◆ Exercise directions ◆
The response has to be every entry, printed word for word.
[Opening Raw data section]
//! ACL token side effect handlers.

use secrecy::SecretString;
use tokio::sync::mpsc::Sender;
use tracing::info;

use super::{SharedClient, TaskTracker};
use crate::action::Action;

/// Replace the client's token. Waits for in-flight requests holding the client.
pub async fn handle_save_token(
    client: SharedClient,
    tx: Sender<Action>,
    task_tracker: TaskTracker,
    token: Option<SecretString>,
) {
    task_tracker.spawn(async move {
        let has_token = token.is_some();
        client.lock().await.set_token(token);
        info!(has_token, "ACL token updated");
        let _ = tx.send(Action::TokenSaved { has_token }).await;
    });
}
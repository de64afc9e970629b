//! Nomad HTTP API client.
//!
//! This crate provides a typed client for the parts of the Nomad HTTP API
//! used by the jobs list: listing job stubs, optionally scoped to a
//! namespace and authenticated with an ACL token.

pub mod client;
pub mod error;
pub mod models;
mod serde_helpers;

pub mod endpoints;

#[cfg(any(feature = "test-utils", test))]
pub mod testing;

pub use client::NomadClient;
pub use client::builder::NomadClientBuilder;
pub use endpoints::RetryPolicy;
pub use error::{ClientError, Result};
pub use models::{JobListStub, JobStatus, JobSummary, JobType, TaskGroupSummary};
[Closing Raw data section]
◆ Solution for this problem ◆
//! ACL token side effect handlers.

use secrecy::SecretString;
use tokio::sync::mpsc::Sender;
use tracing::info;

use super::{SharedClient, TaskTracker};
use crate::action::Action;

/// Replace the client's token. Waits for in-flight requests holding the client.
pub async fn handle_save_token(
    client: SharedClient,
    tx: Sender<Action>,
    task_tracker: TaskTracker,
    token: Option<SecretString>,
) {
    task_tracker.spawn(async move {
        let has_token = token.is_some();
        client.lock().await.set_token(token);
        info!(has_token, "ACL token updated");
        let _ = tx.send(Action::TokenSaved { has_token }).await;
    });
}
repository de64afc9e970629b
//! Nomad HTTP API client.
//!
//! This crate provides a typed client for the parts of the Nomad HTTP API
//! used by the jobs list: listing job stubs, optionally scoped to a
//! namespace and authenticated with an ACL token.

pub mod client;
pub mod error;
pub mod models;
mod serde_helpers;

pub mod endpoints;

#[cfg(any(feature = "test-utils", test))]
pub mod testing;

pub use client::NomadClient;
pub use client::builder::NomadClientBuilder;
pub use endpoints::RetryPolicy;
pub use error::{ClientError, Result};
pub use models::{JobListStub, JobStatus, JobSummary, JobType, TaskGroupSummary};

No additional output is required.